> [Task to carry out] For the entries that follow, restate word for word the line containing "return Err(ImportError::AlreadyBound);", the line containing "BoundObject::discover(&self.device, &locator, options.login)", and every line that lies between them.

> [Records for processing]

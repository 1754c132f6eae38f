//! Private key handle backed by a token object
//!
//! A [`TokenKey`] is created empty, bound to a token object by
//! [`import_url`](TokenKey::import_url), and then used for signing and
//! decryption. The key material never leaves the token; the handle only
//! owns the session the object was found in.
//!
//! If the token disappears while an operation is running, the handle asks
//! its notifier whether to wait for it. When the notifier agrees, the slots
//! are rescanned, the object is found again from the stored locator, and the
//! operation restarts from the beginning.

use std::fmt;
use std::sync::Arc;

use tracing::{debug, info, warn};

use super::binding::BoundObject;
use crate::error::{DecryptError, DeviceError, ExportError, ImportError, SignError};
use crate::logic::{prepare_digest, RecoveryFailure, RecoveryHost, RecoveryProtocol};
use crate::model::{
    HashAlgorithm, ImportFlags, InfoKind, KeyAlgorithm, KeyOptions, LocatorInfo, Mechanism,
};
use crate::ports::{DigestEngine, LocatorService, TokenDevice, TokenNotifier};

/// Lifecycle state of a [`TokenKey`]
#[derive(Debug, Clone, Copy, PartialEq, Eq)]
pub enum KeyState {
    /// Nothing imported yet, or disposed
    Empty,
    /// Session open and object handle valid
    Bound,
    /// A transient fault closed the session; recovery is in progress
    SessionBroken,
    /// Recovery was declined or exhausted; only a new import helps
    Failed,
}

#[derive(Debug, Clone, Copy, PartialEq, Eq)]
enum Operation {
    Sign,
    Decrypt,
}

enum OperationFailure {
    Device(DeviceError),
    Recovery(RecoveryFailure),
}

impl OperationFailure {
    fn into_sign_error(self) -> SignError {
        match self {
            OperationFailure::Device(source)
            | OperationFailure::Recovery(RecoveryFailure::NoNotifier { source }) => {
                SignError::SignFailed { source }
            }
            OperationFailure::Recovery(RecoveryFailure::Declined { label, source }) => {
                SignError::RecoveryDeclined { label, source }
            }
            OperationFailure::Recovery(RecoveryFailure::Exhausted {
                label,
                attempts,
                source,
            }) => SignError::RecoveryExhausted {
                label,
                attempts,
                source,
            },
        }
    }

    fn into_decrypt_error(self) -> DecryptError {
        match self {
            OperationFailure::Device(source)
            | OperationFailure::Recovery(RecoveryFailure::NoNotifier { source }) => {
                DecryptError::DecryptFailed { source }
            }
            OperationFailure::Recovery(RecoveryFailure::Declined { label, source }) => {
                DecryptError::RecoveryDeclined { label, source }
            }
            OperationFailure::Recovery(RecoveryFailure::Exhausted {
                label,
                attempts,
                source,
            }) => DecryptError::RecoveryExhausted {
                label,
                attempts,
                source,
            },
        }
    }
}

/// A private key living on a token
///
/// Mutating operations take `&mut self`, so one handle is used by one
/// caller at a time. Several handles may share a device.
///
/// Dropping the handle closes its session.
pub struct TokenKey<D: TokenDevice + ?Sized> {
    device: Arc<D>,
    locators: Arc<dyn LocatorService + Send + Sync>,
    digests: Arc<dyn DigestEngine + Send + Sync>,
    notifier: Option<Arc<dyn TokenNotifier>>,
    binding: Option<BoundObject<D>>,
    algorithm: Option<KeyAlgorithm>,
    locator: Option<LocatorInfo>,
    options: KeyOptions,
    state: KeyState,
}

impl<D: TokenDevice + ?Sized> TokenKey<D> {
    /// Create an empty handle; no device call is made
    pub fn new(
        device: Arc<D>,
        locators: Arc<dyn LocatorService + Send + Sync>,
        digests: Arc<dyn DigestEngine + Send + Sync>,
    ) -> Self {
        Self {
            device,
            locators,
            digests,
            notifier: None,
            binding: None,
            algorithm: None,
            locator: None,
            options: KeyOptions::default(),
            state: KeyState::Empty,
        }
    }

    /// Consult `notifier` when the token goes away mid-operation
    ///
    /// Without a notifier a removed token fails the operation immediately.
    pub fn with_notifier(mut self, notifier: Arc<dyn TokenNotifier>) -> Self {
        self.notifier = Some(notifier);
        self
    }

    /// Bind this handle to the private key object named by `url`
    ///
    /// Discovery logs in to the token as its user.
    ///
    /// # Errors
    ///
    /// - `ImportError::AlreadyBound` if the handle already holds a session;
    ///   the existing binding is left untouched
    /// - `ImportError::MalformedLocator` if `url` cannot be parsed
    /// - `ImportError::MissingObjectId` if `url` names no object id
    /// - `ImportError::ObjectNotFound` if no present token holds the object
    pub fn import_url(&mut self, url: &str, flags: ImportFlags) -> Result<(), ImportError> {
        self.import_url_with_options(
            url,
            KeyOptions {
                flags,
                ..KeyOptions::default()
            },
        )
    }

    /// [`import_url`](TokenKey::import_url) with an explicit session policy
    pub fn import_url_with_options(
        &mut self,
        url: &str,
        options: KeyOptions,
    ) -> Result<(), ImportError> {
        if self.binding.is_some() {
            warn!("Refusing to re-import into a bound key handle");
            return Err(ImportError::AlreadyBound);
        }
        // Identity is only ever set by a successful import
        self.forget();

        let locator = self
            .locators
            .parse(url)
            .map_err(ImportError::MalformedLocator)?;
        if !locator.has_object_id() {
            return Err(ImportError::MissingObjectId);
        }

        debug!("Looking up key {} ({:?})", locator.id_hex(), options.login);
        let (binding, algorithm) = BoundObject::discover(&self.device, &locator, options.login)
            .map_err(|source| ImportError::ObjectNotFound { source })?;

        info!(
            "Imported {} key '{}'",
            algorithm,
            locator.display_label()
        );
        self.binding = Some(binding);
        self.algorithm = Some(algorithm);
        self.locator = Some(locator);
        self.options = options;
        self.state = KeyState::Bound;
        Ok(())
    }

    /// Sign input already prepared for the key's mechanism
    ///
    /// For RSA keys `digest` must be a DER DigestInfo; for DSA keys a bare
    /// digest. See [`sign_data`](TokenKey::sign_data) to have it prepared.
    pub fn sign_hash(&mut self, digest: &[u8]) -> Result<Vec<u8>, SignError> {
        let algorithm = self.bound_algorithm().ok_or(SignError::UnboundKey)?;
        let mechanism = algorithm.mechanism()?;

        debug!(
            "Signing {} bytes with key '{}' ({:?})",
            digest.len(),
            self.label(),
            mechanism
        );
        let signature = self
            .run_with_recovery(Operation::Sign, mechanism, digest)
            .map_err(OperationFailure::into_sign_error)?;

        info!("Signature created with key '{}'", self.label());
        Ok(signature)
    }

    /// Hash `data` as the key's algorithm requires, then sign the result
    ///
    /// RSA keys hash with `hash` and sign a DigestInfo. DSA keys always hash
    /// with SHA-1 and `hash` is ignored.
    pub fn sign_data(&mut self, data: &[u8], hash: HashAlgorithm) -> Result<Vec<u8>, SignError> {
        let algorithm = self.bound_algorithm().ok_or(SignError::UnboundKey)?;
        let input = prepare_digest(&*self.digests, algorithm, hash, data)?;
        self.sign_hash(&input)
    }

    pub fn decrypt(&mut self, ciphertext: &[u8]) -> Result<Vec<u8>, DecryptError> {
        let algorithm = self.bound_algorithm().ok_or(DecryptError::UnboundKey)?;
        let mechanism = algorithm.mechanism()?;

        debug!(
            "Decrypting {} bytes with key '{}'",
            ciphertext.len(),
            self.label()
        );
        let plaintext = self
            .run_with_recovery(Operation::Decrypt, mechanism, ciphertext)
            .map_err(OperationFailure::into_decrypt_error)?;

        info!("Decrypted with key '{}'", self.label());
        Ok(plaintext)
    }

    /// Locator text naming this key
    pub fn export_url(&self) -> Result<String, ExportError> {
        let locator = self.locator.as_ref().ok_or(ExportError::IncompleteLocator)?;
        self.locators
            .format(locator)
            .map_err(|_| ExportError::IncompleteLocator)
    }

    /// Algorithm reported by the token, once imported
    pub fn algorithm(&self) -> Option<KeyAlgorithm> {
        self.algorithm
    }

    pub fn info(&self, kind: InfoKind) -> Option<String> {
        self.locator.as_ref().and_then(|l| l.info(kind))
    }

    /// Raw object id, once imported
    pub fn id(&self) -> Option<&[u8]> {
        self.locator.as_ref().map(|l| l.id.as_slice())
    }

    pub fn locator(&self) -> Option<&LocatorInfo> {
        self.locator.as_ref()
    }

    pub fn flags(&self) -> ImportFlags {
        self.options.flags
    }

    pub fn state(&self) -> KeyState {
        self.state
    }

    /// Close the session if one is open and forget the imported key
    ///
    /// Safe to call repeatedly and on handles that were never bound.
    pub fn dispose(&mut self) {
        if let Some(binding) = self.binding.take() {
            debug!("Disposing key '{}'", self.label());
            drop(binding);
        }
        self.forget();
        if self.state != KeyState::Failed {
            self.state = KeyState::Empty;
        }
    }

    /// Drop everything learned from the last import
    fn forget(&mut self) {
        self.algorithm = None;
        self.locator = None;
        self.options = KeyOptions::default();
    }

    fn bound_algorithm(&self) -> Option<KeyAlgorithm> {
        self.binding.as_ref().and(self.algorithm)
    }

    fn label(&self) -> String {
        self.locator
            .as_ref()
            .map(LocatorInfo::display_label)
            .unwrap_or_default()
    }

    fn run_with_recovery(
        &mut self,
        operation: Operation,
        mechanism: Mechanism,
        input: &[u8],
    ) -> Result<Vec<u8>, OperationFailure> {
        let notifier = self.notifier.clone();
        let mut recovery = RecoveryProtocol::new(notifier.as_deref());

        loop {
            match self.run_once(operation, mechanism, input) {
                Ok(output) => return Ok(output),
                Err(status) if status.is_transient() => {
                    self.state = KeyState::SessionBroken;
                    let recovered = recovery.handle_fault(&mut Rebind(&mut *self), status);
                    if let Err(failure) = recovered {
                        self.state = KeyState::Failed;
                        return Err(OperationFailure::Recovery(failure));
                    }
                    debug!("Restarting {:?} after recovery", operation);
                }
                Err(status) => return Err(OperationFailure::Device(status)),
            }
        }
    }

    /// One pass of init, size query and execute
    fn run_once(
        &self,
        operation: Operation,
        mechanism: Mechanism,
        input: &[u8],
    ) -> Result<Vec<u8>, DeviceError> {
        let binding = self
            .binding
            .as_ref()
            .ok_or(DeviceError::SessionHandleInvalid)?;
        let session = binding.session();
        let device = self.device.as_ref();

        let mut output = match operation {
            Operation::Sign => {
                device.sign_init(session, mechanism, binding.object())?;
                vec![0u8; device.sign(session, input, None)?]
            }
            Operation::Decrypt => {
                device.decrypt_init(session, mechanism, binding.object())?;
                vec![0u8; device.decrypt(session, input, None)?]
            }
        };

        let written = match operation {
            Operation::Sign => device.sign(session, input, Some(&mut output))?,
            Operation::Decrypt => device.decrypt(session, input, Some(&mut output))?,
        };
        output.truncate(written);
        Ok(output)
    }
}

/// Recovery side effects applied to a key handle
struct Rebind<'k, D: TokenDevice + ?Sized>(&'k mut TokenKey<D>);

impl<D: TokenDevice + ?Sized> RecoveryHost for Rebind<'_, D> {
    fn key_label(&self) -> String {
        self.0.label()
    }

    fn drop_session(&mut self) {
        self.0.binding = None;
    }

    fn rescan(&mut self) -> Result<(), DeviceError> {
        self.0.device.rescan_slots()
    }

    fn rediscover(&mut self) -> Result<(), DeviceError> {
        let key = &mut *self.0;
        let locator = key.locator.as_ref().ok_or(DeviceError::ObjectNotFound)?;
        let (binding, algorithm) = BoundObject::discover(&key.device, locator, key.options.login)?;

        if key.algorithm != Some(algorithm) {
            warn!(
                "Rediscovered key '{}' reports {}, refusing to use it",
                locator.display_label(),
                algorithm
            );
            return Err(DeviceError::Failed {
                reason: format!("rediscovered object reports {} key", algorithm),
            });
        }

        key.binding = Some(binding);
        key.state = KeyState::Bound;
        Ok(())
    }
}

impl<D: TokenDevice + ?Sized> fmt::Debug for TokenKey<D> {
    fn fmt(&self, f: &mut fmt::Formatter<'_>) -> fmt::Result {
        f.debug_struct("TokenKey")
            .field("state", &self.state)
            .field("algorithm", &self.algorithm)
            .field("locator", &self.locator)
            .field("binding", &self.binding)
            .field("flags", &self.options.flags)
            .finish()
    }
}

> [Expected output]
            return Err(ImportError::AlreadyBound);
        }
        // Identity is only ever set by a successful import
        self.forget();

        let locator = self
            .locators
            .parse(url)
            .map_err(ImportError::MalformedLocator)?;
        if !locator.has_object_id() {
            return Err(ImportError::MissingObjectId);
        }

        debug!("Looking up key {} ({:?})", locator.id_hex(), options.login);
        let (binding, algorithm) = BoundObject::discover(&self.device, &locator, options.login)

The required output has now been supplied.